Ich heiße Mona, 64 Jahre alt und bin in Wien, Österreich zu Hause. Ich habe jetzt den alten und neuen Blog von hinten bis vorne gelesen und möchte euch erzählen, wie ich zum Minimalismus stehe. Eigentlich hatte ich immer schon das Bedürfnis nach Klarheit und Ordnung und war lange unglücklich in einer überfüllten Wohnung mit Partner und Kindern.
Jetzt wohne ich alleine und im April nächsten Jahres steht wohl ein Umzug an. Als ich mit dem Gedanken spielte, mir eine andere Wohnung zu suchen, sah ich mich um und schätze, dass ich wohl 30 Umzugskartons brauchen werde. Diese Vorstellung hat mich buchstäblich erschlagen. Ich suchte nach Tipps zum Ausmisten und Entrümpeln und stieß auf den Begriff Minimalismus. Ab da öffnete sich eine andere Welt für mich. Ich gab mir die Erlaubnis zum Loslassen und begann auszusortieren. Gegenstände, die emotional verbunden waren, fotografierte ich, bevor ich sie weggab. Das tröstete mich, denn ob sie im Schrank standen oder ich das Foto ansah, lief sich aufs selbe raus.

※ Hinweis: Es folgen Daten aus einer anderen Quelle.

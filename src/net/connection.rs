//! Connection hub
//!
//! Per-connection outbound queues plus per-room subscriptions. The hub is the
//! only thing the gateway talks to when it wants bytes on the wire; the
//! transport owns the other end of every queue.
//!
//! Queues are bounded. A connection that stops reading loses frames rather
//! than growing server memory; snapshots are periodic, so the next one
//! replaces whatever was dropped.

use std::sync::Arc;
use std::time::Instant;

use hashbrown::{HashMap, HashSet};
use tokio::sync::mpsc::error::TrySendError;
use tokio::sync::mpsc::{Receiver, Sender};
use tracing::{debug, warn};

use crate::game::constants::net::OUTBOUND_QUEUE_CAPACITY;
use crate::lobby::identity::ConnectionId;
use crate::lobby::room::RoomId;
use crate::net::protocol::{encode, ServerMessage};

/// Encoded payload, shared between every subscriber of a broadcast
pub type Frame = Arc<[u8]>;

pub fn outbound_channel() -> (Sender<Frame>, Receiver<Frame>) {
    tokio::sync::mpsc::channel(OUTBOUND_QUEUE_CAPACITY)
}

#[derive(Debug)]
struct Connection {
    sender: Sender<Frame>,
    room: Option<RoomId>,
    created_at: Instant,
    frames_sent: u64,
    frames_dropped: u64,
    /// Drops since the queue last accepted a frame
    stalled: u64,
}

enum Push {
    Sent,
    Dropped,
    Gone,
}

/// Delivery totals of one send or publish
#[derive(Debug, Clone, Copy, Default, PartialEq, Eq)]
pub struct Delivery {
    pub frames: u64,
    pub bytes: u64,
    /// Frames discarded because the receiver's queue was full
    pub dropped: u64,
}

impl Delivery {
    fn record(&mut self, push: Push, bytes: usize) {
        match push {
            Push::Sent => {
                self.frames += 1;
                self.bytes += bytes as u64;
            }
            Push::Dropped => self.dropped += 1,
            Push::Gone => {}
        }
    }
}

#[derive(Debug, Default)]
pub struct ConnectionHub {
    connections: HashMap<ConnectionId, Connection>,
    rooms: HashMap<RoomId, HashSet<ConnectionId>>,
}

impl ConnectionHub {
    pub fn new() -> Self {
        Self::default()
    }

    pub fn register(&mut self, id: ConnectionId, sender: Sender<Frame>) {
        let previous = self.connections.insert(
            id,
            Connection {
                sender,
                room: None,
                created_at: Instant::now(),
                frames_sent: 0,
                frames_dropped: 0,
                stalled: 0,
            },
        );
        if previous.is_some() {
            warn!("Connection {} registered twice", id);
        }
    }

    pub fn unregister(&mut self, id: ConnectionId) -> bool {
        self.unsubscribe(id);
        match self.connections.remove(&id) {
            Some(conn) => {
                debug!(
                    "Connection {} closed after {:?}, {} frames sent, {} dropped",
                    id,
                    conn.created_at.elapsed(),
                    conn.frames_sent,
                    conn.frames_dropped
                );
                true
            }
            None => false,
        }
    }

    pub fn is_registered(&self, id: ConnectionId) -> bool {
        self.connections.contains_key(&id)
    }

    pub fn count(&self) -> usize {
        self.connections.len()
    }

    /// Subscribe a connection to a room, leaving any previous room
    pub fn subscribe(&mut self, id: ConnectionId, room: RoomId) -> bool {
        let previous = match self.connections.get_mut(&id) {
            Some(conn) => conn.room.replace(room),
            None => return false,
        };
        if let Some(previous) = previous.filter(|p| *p != room) {
            self.leave_room_set(id, previous);
        }
        self.rooms.entry(room).or_default().insert(id);
        true
    }

    pub fn unsubscribe(&mut self, id: ConnectionId) {
        if let Some(room) = self.connections.get_mut(&id).and_then(|c| c.room.take()) {
            self.leave_room_set(id, room);
        }
    }

    fn leave_room_set(&mut self, id: ConnectionId, room: RoomId) {
        if let Some(members) = self.rooms.get_mut(&room) {
            members.remove(&id);
            if members.is_empty() {
                self.rooms.remove(&room);
            }
        }
    }

    pub fn subscribers(&self, room: RoomId) -> usize {
        self.rooms.get(&room).map_or(0, HashSet::len)
    }

    /// Drop every subscription to a room that no longer exists
    pub fn close_room(&mut self, room: RoomId) {
        if let Some(members) = self.rooms.remove(&room) {
            for id in members {
                if let Some(conn) = self.connections.get_mut(&id) {
                    conn.room = None;
                }
            }
        }
    }

    fn push(&mut self, id: ConnectionId, frame: &Frame) -> Push {
        let Some(conn) = self.connections.get_mut(&id) else {
            return Push::Gone;
        };
        match conn.sender.try_send(frame.clone()) {
            Ok(()) => {
                if conn.stalled > 0 {
                    debug!("Connection {} resumed after {} dropped frames", id, conn.stalled);
                    conn.stalled = 0;
                }
                conn.frames_sent += 1;
                Push::Sent
            }
            Err(TrySendError::Full(_)) => {
                if conn.stalled == 0 {
                    warn!("Outbound queue of connection {} is full, dropping frames", id);
                }
                conn.stalled += 1;
                conn.frames_dropped += 1;
                Push::Dropped
            }
            Err(TrySendError::Closed(_)) => {
                debug!("Outbound queue of connection {} is closed", id);
                Push::Gone
            }
        }
    }

    /// Send one message to one connection
    pub fn send(&mut self, id: ConnectionId, message: &ServerMessage) -> Delivery {
        let mut delivery = Delivery::default();
        let frame: Frame = match encode(message) {
            Ok(bytes) => bytes.into(),
            Err(e) => {
                warn!("Failed to encode message for {}: {}", id, e);
                return delivery;
            }
        };
        let push = self.push(id, &frame);
        delivery.record(push, frame.len());
        delivery
    }

    /// Encode once, send to every subscriber of `room`
    pub fn publish(&mut self, room: RoomId, message: &ServerMessage) -> Delivery {
        let mut delivery = Delivery::default();
        let Some(members) = self.rooms.get(&room) else {
            return delivery;
        };
        let members: Vec<ConnectionId> = members.iter().copied().collect();

        let frame: Frame = match encode(message) {
            Ok(bytes) => bytes.into(),
            Err(e) => {
                warn!("Failed to encode broadcast for room {}: {}", room, e);
                return delivery;
            }
        };
        for id in members {
            let push = self.push(id, &frame);
            delivery.record(push, frame.len());
        }
        delivery
    }
}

Im Geist war ich shoppen, die neue Wohnung hat keine Küche und ich schrieb endlose Einkaufslisten und verwarf sie wieder. Egal ob beim Schweden oder anderen Möbelburgen, ich begann zu hinterfragen, was genau brauche ich wirklich. Tagelang stöberte ich nach einem Spülschrank mit Geschirrspüler, bevor mir auffiel, dass ich ja gar nicht soviel Geschirr brauche, um so einen Spüler voll zu bekommen. Diese Erkenntnis warf mich um und ich erkannte, dass ich nur eine Spüle brauche und einen kleinen Geschirrschrank. Herd kann ich weglassen, ich habe eine Kochplatte und einen Minibackofen. Außerdem nur zwei Töpfe und eine Pfanne. Den Backofen kann ich auf einen Servierwagen stellen. Beim Kühlschrank bin ich noch unsicher. In dem Haus ist unten ein Lebensmittelladen integriert, da könnte ich das, was ich brauche, frisch holen. Eine Loggia habe ich dann auch für den Winter und im Sommer könnte ich ja mehr Frischgemüse und Obst essen. Das weiß ich noch nicht genau, ich werde jetzt im kommenden Winter mal für einige Wochen den Kühlschrank abstellen und ausprobieren, wie ich zurechtkomme. Milchprodukte habe ich nicht, außer mal ein Joghurt oder ein Stück Käse. Fleisch esse ich selten, schmeckt mir nicht so. Kaffee trinke ich schwarz in einer French Press. Die Küche wird also von einer kompletten Küchenzeile zu einem Schrank mit Spüle reduziert. Oberschränke mag ich nicht, ich will nicht auf Leitern steigen um oben Staub zu wischen.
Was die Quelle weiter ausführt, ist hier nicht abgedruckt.